[Source data — start]

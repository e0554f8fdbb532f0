use std::process::ExitCode;

use clap::Parser;

use chartcheck_core::HarnessConfig;
use chartcheck_core::config::GeneralConfig;

mod cli;
mod commands;
mod error;
mod logging;
mod output;

use cli::{Cli, Commands};
use error::CliError;
use output::OutputWriter;

#[tokio::main]
async fn main() -> ExitCode {
    let cli = Cli::parse();

    match run(cli).await {
        Ok(()) => ExitCode::SUCCESS,
        Err(e) => {
            tracing::error!(error = %e, "chartcheck failed");
            eprintln!("error: {e}");
            ExitCode::from(u8::try_from(e.exit_code()).unwrap_or(1))
        }
    }
}

/// File, then `CHARTCHECK_*` environment, then command-line flags.
async fn load_config(cli: &Cli) -> Result<HarnessConfig, CliError> {
    let mut config = HarnessConfig::load_or_default(&cli.config).await?;
    cli.apply_overrides(&mut config);
    config.validate()?;
    Ok(config)
}

async fn run(cli: Cli) -> Result<(), CliError> {
    let writer = OutputWriter::new(cli.output);
    let config = load_config(&cli).await;

    let mut general = config
        .as_ref()
        .map(|c| c.general.clone())
        .unwrap_or_else(|_| GeneralConfig::default());
    if let Some(level) = &cli.log_level {
        general.log_level = level.clone();
    }
    logging::init_tracing(&general).map_err(|e| CliError::Command(e.to_string()))?;

    tracing::info!(config = %cli.config.display(), "chartcheck starting");

    match cli.command {
        Commands::Deploy(args) => commands::deploy::execute(args, config?, &writer).await,
        Commands::Ui(args) => commands::ui::execute(args, config?, &writer).await,
        Commands::Status(args) => commands::status::execute(args, config?, &writer).await,
        Commands::Drive(args) => commands::drive::execute(args, config?, &writer).await,
        Commands::Config(args) => {
            commands::config::execute(args, &cli.config, config, &writer).await
        }
    }
}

[Source data — finish]

* What is being asked: Your task is to reproduce the full listing exactly.

* Response to the exercise:
repository e0554f8fdbb532f0
use std::process::ExitCode;

use clap::Parser;

use chartcheck_core::HarnessConfig;
use chartcheck_core::config::GeneralConfig;

mod cli;
mod commands;
mod error;
mod logging;
mod output;

use cli::{Cli, Commands};
use error::CliError;
use output::OutputWriter;

#[tokio::main]
async fn main() -> ExitCode {
    let cli = Cli::parse();

    match run(cli).await {
        Ok(()) => ExitCode::SUCCESS,
        Err(e) => {
            tracing::error!(error = %e, "chartcheck failed");
            eprintln!("error: {e}");
            ExitCode::from(u8::try_from(e.exit_code()).unwrap_or(1))
        }
    }
}

/// File, then `CHARTCHECK_*` environment, then command-line flags.
async fn load_config(cli: &Cli) -> Result<HarnessConfig, CliError> {
    let mut config = HarnessConfig::load_or_default(&cli.config).await?;
    cli.apply_overrides(&mut config);
    config.validate()?;
    Ok(config)
}

async fn run(cli: Cli) -> Result<(), CliError> {
    let writer = OutputWriter::new(cli.output);
    let config = load_config(&cli).await;

    let mut general = config
        .as_ref()
        .map(|c| c.general.clone())
        .unwrap_or_else(|_| GeneralConfig::default());
    if let Some(level) = &cli.log_level {
        general.log_level = level.clone();
    }
    logging::init_tracing(&general).map_err(|e| CliError::Command(e.to_string()))?;

    tracing::info!(config = %cli.config.display(), "chartcheck starting");

    match cli.command {
        Commands::Deploy(args) => commands::deploy::execute(args, config?, &writer).await,
        Commands::Ui(args) => commands::ui::execute(args, config?, &writer).await,
        Commands::Status(args) => commands::status::execute(args, config?, &writer).await,
        Commands::Drive(args) => commands::drive::execute(args, config?, &writer).await,
        Commands::Config(args) => {
            commands::config::execute(args, &cli.config, config, &writer).await
        }
    }
}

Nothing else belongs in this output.